Der frauenORT Elisabeth Maske ist in Kooperation mit der Gleichstellungsbeauftragten von Hansestadt und Landkreis Lüneburg, dem MTV Treubund von 1848 e.V. sowie dem Stadtarchiv Lüneburg entstanden. Dort befindet sich inzwischen auch das umfangreiche Archiv des MTV Treubund mit wertvollen Dokumenten. Für seine Archivarbeit wurde der MTV Treubund vom Vizepräsidenten des Landessportbundes Thorsten Schulte beim Festakt besonders gelobt.
Der MTV Treubund hat Lia Maske auch bei seiner Gala in der Kreideberghalle am Sonnabend, dem 19. November 2016, mit einer Polonaise von über 30 Turnerinnen in der historischen Turnkleidung ihrer Zeit gewürdigt. Unter großem Beifall marschierten wir in den langen Röcken und weißen Blusen mit Matrosenkragen von 1890, den schon fortschrittlichen Pumphosen mit schwarzen Kniestrümpfen aus dem Jahr 1913 oder den fast schon modernen kniefreien Hosen mit flottem angeknüpftem Oberteil aus dem Jahr 1921. Wir hatten viel Spaß und konnten uns ein klein wenig in die damalige Zeit hineinversetzen. Welch einen Kontrast bildeten die artistischen Darbietungen der folgenden Gruppen in funktionaler Sportkleidung! Dank an die Pionierin Lia Maske!
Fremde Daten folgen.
//! User-facing watch-list operations
//!
//! These are what chat command handlers call. Every change is written
//! through the cache and keeps the tracked-token index consistent.

use chrono::{DateTime, Utc};
use std::collections::BTreeSet;
use std::sync::Arc;
use tracing::{debug, info, warn};

use crate::adapters::MarketDataSource;
use crate::domain::{Tier, User, UserId};
use crate::error::{Result, SpikeError};
use crate::monitor::{MonitorEngine, MonitorRunner, NotifyStore};
use crate::persistence::Cache;
use crate::tiers::TierEngine;

#[derive(Debug, Clone, Default, PartialEq, Eq)]
pub struct AddTokensReport {
    pub added: Vec<String>,
    pub already_tracking: Vec<String>,
    /// Addresses the market could not resolve to a chain
    pub failed: Vec<String>,
    /// Addresses not added because the tier limit was reached
    pub over_limit: Vec<String>,
    pub monitoring_started: bool,
}

#[derive(Debug, Clone, Default, PartialEq, Eq)]
pub struct RemoveTokensReport {
    pub removed: Vec<String>,
    pub not_found: Vec<String>,
    pub monitoring_stopped: bool,
}

pub struct TrackingService {
    cache: Arc<Cache>,
    market: Arc<dyn MarketDataSource>,
    tiers: Arc<TierEngine>,
    engine: Arc<MonitorEngine>,
    runner: Arc<MonitorRunner>,
    notify: Arc<NotifyStore>,
}

/// Trimmed, non-empty, first occurrence only
fn normalize(addresses: &[String]) -> Vec<String> {
    let mut seen = BTreeSet::new();
    addresses
        .iter()
        .map(|a| a.trim())
        .filter(|a| !a.is_empty() && seen.insert(a.to_string()))
        .map(str::to_string)
        .collect()
}

impl TrackingService {
    pub fn new(
        cache: Arc<Cache>,
        market: Arc<dyn MarketDataSource>,
        tiers: Arc<TierEngine>,
        engine: Arc<MonitorEngine>,
        runner: Arc<MonitorRunner>,
        notify: Arc<NotifyStore>,
    ) -> Self {
        Self {
            cache,
            market,
            tiers,
            engine,
            runner,
            notify,
        }
    }

    async fn user_or_new(&self, user_id: UserId) -> User {
        self.cache
            .user(user_id)
            .await
            .unwrap_or_else(|| User::new(user_id))
    }

    /// Resolve and add addresses, respecting the tier limit.
    ///
    /// Turns monitoring on if something was added and it was off.
    pub async fn add_tokens(&self, user_id: UserId, addresses: &[String]) -> Result<AddTokensReport> {
        self.tiers.enforce(user_id).await?;

        let user = self.user_or_new(user_id).await;
        let limit = self.tiers.limit_of(&user);
        let mut count = user.tracking.len();
        let mut report = AddTokensReport::default();
        let mut pairs: Vec<(String, String)> = Vec::new();

        for address in normalize(addresses) {
            if user.tracking.contains_address(&address) {
                report.already_tracking.push(address);
                continue;
            }
            if count >= limit {
                report.over_limit.push(address);
                continue;
            }

            match self.market.lookup_chain_info(&address).await {
                Ok(Some(info)) => {
                    self.cache
                        .track_token(&info.chain_id, &address, &info.symbol)
                        .await;
                    pairs.push((info.chain_id, address.clone()));
                    report.added.push(address);
                    count += 1;
                }
                Ok(None) => {
                    debug!("No market pair for {}", address);
                    report.failed.push(address);
                }
                Err(e) => {
                    warn!("Chain lookup failed for {}: {}", address, e);
                    report.failed.push(address);
                }
            }
        }

        if pairs.is_empty() {
            return Ok(report);
        }

        let updated = self
            .cache
            .mutate_user(user_id, |u| {
                for (chain, address) in &pairs {
                    u.tracking.insert(chain, address);
                }
                if !u.status {
                    u.status = true;
                    report.monitoring_started = true;
                }
            })
            .await?;

        if updated.status {
            self.activate(user_id).await;
        }
        info!(
            "User {} added {} tokens ({} failed, {} over limit)",
            user_id,
            report.added.len(),
            report.failed.len(),
            report.over_limit.len()
        );
        Ok(report)
    }

    /// Remove addresses. A user left with nothing to watch is switched off.
    pub async fn remove_tokens(
        &self,
        user_id: UserId,
        addresses: &[String],
    ) -> Result<RemoveTokensReport> {
        let mut report = RemoveTokensReport::default();
        let targets = normalize(addresses);

        let user = self
            .cache
            .mutate_user(user_id, |u| {
                for address in &targets {
                    if u.tracking.remove_address(address) {
                        report.removed.push(address.clone());
                    } else {
                        report.not_found.push(address.clone());
                    }
                }
                if u.tracking.is_empty() && u.status {
                    u.status = false;
                    report.monitoring_stopped = true;
                }
            })
            .await?;
        debug!("User {} now tracks {} tokens", user_id, user.tracking.len());

        if !report.removed.is_empty() {
            let users = self.cache.users().await;
            let orphaned: Vec<String> = report
                .removed
                .iter()
                .filter(|a| !users.iter().any(|u| u.tracking.contains_address(a)))
                .cloned()
                .collect();

            if !orphaned.is_empty() {
                self.cache.untrack_addresses(&orphaned).await;
                if let Err(e) = self.engine.forget(&orphaned).await {
                    warn!("Failed to delete history for untracked tokens: {}", e);
                }
            }
        }
        Ok(report)
    }

    pub async fn start_monitoring(&self, user_id: UserId) -> Result<()> {
        let user = self.user_or_new(user_id).await;
        if user.tracking.is_empty() {
            return Err(SpikeError::Validation(format!(
                "user {} has no tokens to monitor",
                user_id
            )));
        }
        self.cache.mutate_user(user_id, |u| u.status = true).await?;
        self.activate(user_id).await;
        Ok(())
    }

    pub async fn stop_monitoring(&self, user_id: UserId) -> Result<()> {
        self.cache.mutate_user(user_id, |u| u.status = false).await?;
        Ok(())
    }

    /// Start the monitor loop if needed and seed the user's reminder record
    async fn activate(&self, user_id: UserId) {
        self.runner.start().await;
        self.notify.ensure(&[user_id], Utc::now()).await;
    }

    pub async fn set_threshold(&self, user_id: UserId, pct: f64) -> Result<()> {
        if !pct.is_finite() || pct < 0.0 {
            return Err(SpikeError::Validation(format!(
                "threshold must be a non-negative number, got {}",
                pct
            )));
        }
        self.cache
            .mutate_user(user_id, |u| u.threshold = Some(pct))
            .await?;
        Ok(())
    }

    /// Change tier and enforce the new limit. Returns whether the list was trimmed.
    pub async fn set_tier(&self, user_id: UserId, tier: Tier) -> Result<bool> {
        self.cache.mutate_user(user_id, |u| u.set_tier(tier)).await?;
        self.tiers.enforce(user_id).await
    }

    pub async fn set_expiry(&self, user_id: UserId, expiry: Option<DateTime<Utc>>) -> Result<()> {
        self.cache
            .mutate_user(user_id, |u| u.set_expiry(expiry))
            .await?;
        Ok(())
    }

    pub async fn admins(&self) -> Vec<UserId> {
        self.cache.admins().await
    }

    pub async fn add_admins(&self, ids: &[UserId]) {
        self.cache.add_admins(ids).await
    }

    pub async fn remove_admins(&self, ids: &[UserId]) {
        self.cache.remove_admins(ids).await
    }

    pub async fn add_rpcs(&self, urls: &[String]) -> Result<()> {
        self.cache.add_rpcs(urls).await
    }

    pub async fn remove_rpcs(&self, urls: &[String]) -> Result<()> {
        self.cache.remove_rpcs(urls).await
    }

    pub async fn next_rpc(&self) -> Result<String> {
        self.cache.next_rpc().await
    }
}

#[cfg(test)]
mod tests {
    use super::*;
    use crate::adapters::RecordingTransport;
    use crate::domain::{ChainInfo, Tracking};
    use crate::monitor::EngineConfig;
    use crate::notify::{Dispatcher, DispatcherConfig};
    use crate::persistence::{DocumentStore, MemoryStore};
    use crate::services::Metrics;
    use crate::testing::ScriptedMarketSource;
    use std::time::Duration;

    struct Fixture {
        store: Arc<MemoryStore>,
        cache: Arc<Cache>,
        market: Arc<ScriptedMarketSource>,
        runner: Arc<MonitorRunner>,
        notify: Arc<NotifyStore>,
        service: TrackingService,
    }

    fn fixture() -> Fixture {
        let store = Arc::new(MemoryStore::new());
        let cache = Arc::new(Cache::new(store.clone(), 999));
        let market = Arc::new(ScriptedMarketSource::new());
        let metrics = Arc::new(Metrics::new());
        let dispatcher = Arc::new(Dispatcher::new(
            Arc::new(RecordingTransport::new()),
            DispatcherConfig::default(),
            metrics.clone(),
        ));
        let notify = Arc::new(NotifyStore::new());
        let engine = Arc::new(MonitorEngine::new(
            cache.clone(),
            market.clone(),
            dispatcher.clone(),
            notify.clone(),
            EngineConfig::default(),
            metrics.clone(),
        ));
        let runner = Arc::new(MonitorRunner::new(
            engine.clone(),
            Duration::from_secs(3600),
            metrics,
        ));
        let tiers = Arc::new(TierEngine::new(cache.clone(), dispatcher));
        let service = TrackingService::new(
            cache.clone(),
            market.clone(),
            tiers,
            engine,
            runner.clone(),
            notify.clone(),
        );
        Fixture {
            store,
            cache,
            market,
            runner,
            notify,
            service,
        }
    }

    fn info(chain: &str, symbol: &str) -> ChainInfo {
        ChainInfo {
            chain_id: chain.into(),
            symbol: symbol.into(),
            name: symbol.to_lowercase(),
        }
    }

    fn addrs(list: &[&str]) -> Vec<String> {
        list.iter().map(|s| s.to_string()).collect()
    }

    #[tokio::test]
    async fn test_add_tokens_resolves_and_activates() {
        let f = fixture();
        f.market.set_lookup("mint1", info("solana", "WIF"));
        f.market.set_lookup("0xabc", info("base", "BRETT"));

        let report = f
            .service
            .add_tokens(1, &addrs(&["mint1", " 0xabc ", "mint1", "unknown"]))
            .await
            .unwrap();

        assert_eq!(report.added, addrs(&["mint1", "0xabc"]));
        assert_eq!(report.failed, addrs(&["unknown"]));
        assert!(report.monitoring_started);

        let user = f.cache.user(1).await.unwrap();
        assert!(user.status);
        assert!(user.tracking.contains("base", "0xabc"));
        assert_eq!(f.cache.symbol_for("mint1").as_deref(), Some("WIF"));
        assert!(f.cache.tracked_index().await.contains_address("0xabc"));
        assert!(f.runner.is_running());
        assert!(f.notify.get(1).await.is_some());

        let again = f.service.add_tokens(1, &addrs(&["mint1"])).await.unwrap();
        assert_eq!(again.already_tracking, addrs(&["mint1"]));
        assert!(!again.monitoring_started);

        f.runner.stop().await.unwrap();
    }

    #[tokio::test]
    async fn test_add_tokens_respects_limit() {
        let f = fixture();
        for (i, a) in ["a", "b", "c", "d"].iter().enumerate() {
            f.market.set_lookup(a, info("solana", &format!("T{}", i)));
        }

        let report = f
            .service
            .add_tokens(1, &addrs(&["a", "b", "c", "d"]))
            .await
            .unwrap();
        assert_eq!(report.added.len(), 3);
        assert_eq!(report.over_limit, addrs(&["d"]));
        assert_eq!(f.cache.user(1).await.unwrap().tracking.len(), 3);

        f.runner.stop().await.unwrap();
    }

    #[tokio::test]
    async fn test_remove_last_token_stops_monitoring() {
        let f = fixture();
        for id in [1, 2] {
            f.cache
                .mutate_user(id, |u| {
                    u.status = true;
                    u.tracking = Tracking::from_pairs([("solana", "shared"), ("solana", "mine")]);
                })
                .await
                .unwrap();
        }
        f.cache
            .mutate_user(2, |u| {
                u.tracking = Tracking::from_pairs([("solana", "shared")]);
            })
            .await
            .unwrap();
        f.cache.rebuild_tracked_index().await.unwrap();

        let report = f
            .service
            .remove_tokens(1, &addrs(&["shared", "mine", "ghost"]))
            .await
            .unwrap();
        assert_eq!(report.removed, addrs(&["shared", "mine"]));
        assert_eq!(report.not_found, addrs(&["ghost"]));
        assert!(report.monitoring_stopped);

        let user = f.cache.user(1).await.unwrap();
        assert!(!user.status);
        assert!(user.tracking.is_empty());

        // still watched by user 2
        let index = f.cache.tracked_index().await;
        assert!(index.contains_address("shared"));
        assert!(!index.contains_address("mine"));

        let doc = f.store.get("users", "1").await.unwrap().unwrap();
        assert_eq!(doc["status"], false);
    }

    #[tokio::test]
    async fn test_threshold_validation_and_tier_change() {
        let f = fixture();
        assert!(f.service.set_threshold(1, -1.0).await.is_err());
        assert!(f.service.set_threshold(1, f64::NAN).await.is_err());
        f.service.set_threshold(1, 7.5).await.unwrap();
        assert_eq!(f.cache.user(1).await.unwrap().threshold, Some(7.5));

        f.cache
            .mutate_user(1, |u| {
                u.set_tier(Tier::Disciple);
                u.tracking = Tracking::from_pairs((0..6).map(|i| ("solana", format!("t{}", i))));
            })
            .await
            .unwrap();
        assert!(f.service.set_tier(1, Tier::Apprentice).await.unwrap());
        assert_eq!(f.cache.user(1).await.unwrap().tracking.len(), 3);
    }

    #[tokio::test]
    async fn test_start_monitoring_needs_tokens() {
        let f = fixture();
        assert!(matches!(
            f.service.start_monitoring(5).await,
            Err(SpikeError::Validation(_))
        ));
        assert!(!f.runner.has_started());
    }
}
Wir vom Bund der Ehemaligen der Wilhelm-Raabe-Schule blicken mit Dankbarkeit, Anerkennung und Stolz auf den Lebensweg und die Leistungen der ehemaligen Schülerin und Lehrerin der heutigen Wilhelm-Raabe-Schule. In den Mitteilungen 2017 werden wir Lia Maske würdigen. Ob sie Mitglied im Bund ehemaliger Schülerinnen war, konnte ich bisher nicht in Erfahrung bringen. Vielleicht kann uns jemand Hinweise geben.